Notei que o olhar dele não estava direcionado para a minha figura colorida de Clown , ali parado estático na sua frente, mas algo no fundo do meu coração, dizia que ele podia sentir a minha presença. Ao segurar minha mão, a impressão que tive foi a de que ele pedia socorro de tão forte que era o seu toque ... comecei então a cantar mais alto e continuei segurando a mão dele. Cantei boa parte dos versos da canção e ele parado apenas ouvia, suavizando o seu aperto, como se seu coração pudesse se acalmar com a música. Em seguida ele soltou de vez a minha mão virou-se para o canto da cama enconstada na parede. Ao mesmo tempo, eu senti que o meu coração também ficara mais calmo. O Frenesi do começo da visita, o medo de não saber o que fazer naquele momento, estava passando e eu ficando enfim no clima para seguir para outros quartos com meus companheiros palhaços. E assim ocorreu na ala dos acamados: Fui entrando nos quartos, amarrando meus balões ... tentando interagir como podia, mas sem muita resposta por parte deles. Bem, sem muita resposta por parte deles, porque pra mim, as respostas iam aparecendo a cada instante. Agachei próximo a uma maca baixinha onde uma já senhora de uns 50 anos se encontrava deitada e amarrada. Diferente de outros pacientes, ela não se debateu ou esboçou nenhum tipo de reação ao nos ver chegar. Apenas observou fixamente um girassol que eu girava lentamente em minhas mãos. Seu olhar e sua atenção estavam fixos na Flor e eu continuei cantando a música do Milton Nascimento que nessa altura já saia um pouco mais afinada dos meus lábios. Neste momento o Luiz Alves ( voluntário que acompanhava o grupo pela primeira vez ) aproximou-se e me vendo cantar ali para aquela senhora tb começou a cantar a música do meu lado. Cantamos, cantamos e quando terminamos ela ainda sem expressar nenhum sentimento com seu olhar distante parecia estar perdida em um mundo que não conseguíamos sequer imaginar onde seria.
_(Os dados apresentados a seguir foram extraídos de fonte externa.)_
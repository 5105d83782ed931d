pub mod config;
pub mod logging;

pub use config::{Config, GoogleApiConfig};
pub use logging::init_logging;
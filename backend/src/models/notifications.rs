use serde::{Deserialize, Serialize};
use sqlx::FromRow;
use chrono::{DateTime, Utc};

#[derive(Debug, Clone, PartialEq, Serialize, Deserialize)]
pub struct NewNotification {
    pub from_user_id: i32,
    pub to_user_id: i32,
    pub kind: String,
    pub title: String,
    pub body: String,
}

#[derive(Debug, Clone, PartialEq, Serialize, Deserialize, FromRow)]
pub struct NotificationRecord {
    pub id: i64,
    pub from_user_id: i32,
    pub to_user_id: i32,
    pub kind: String,
    pub sub_kind: Option<String>,
    pub title: String,
    pub body: String,
    pub is_read: bool,
    pub created_at: DateTime<Utc>,
}

/// A device push for an already persisted notification.
#[derive(Debug, Clone, PartialEq, Serialize, Deserialize)]
pub struct PushMessage {
    pub device_token: String,
    pub notification_id: i64,
    pub kind: String,
    pub sub_kind: String,
    pub title: String,
    pub body: String,
    pub counterparty_id: i32,
    pub counterparty_image_url: Option<String>,
}
use anyhow::Result;
use sqlx::PgPool;

pub async fn run_migrations(pool: &PgPool) -> Result<()> {
    sqlx::migrate!("./migrations").run(pool).await?;
    tracing::info!("Database migrations applied");
    Ok(())
}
Foi então que perguntei para ele: - Você sabe qual a importância de cantarmos para ela ? - Não. Ele respondeu, Será que ela gostou ? - Quantas pessoas você acha que já abaixaram aqui, para cantar uma canção para esta senhora ? tornei a perguntar.
- Nenhuma, ele disse. Nos olhamos e saímos em silêncio do quarto.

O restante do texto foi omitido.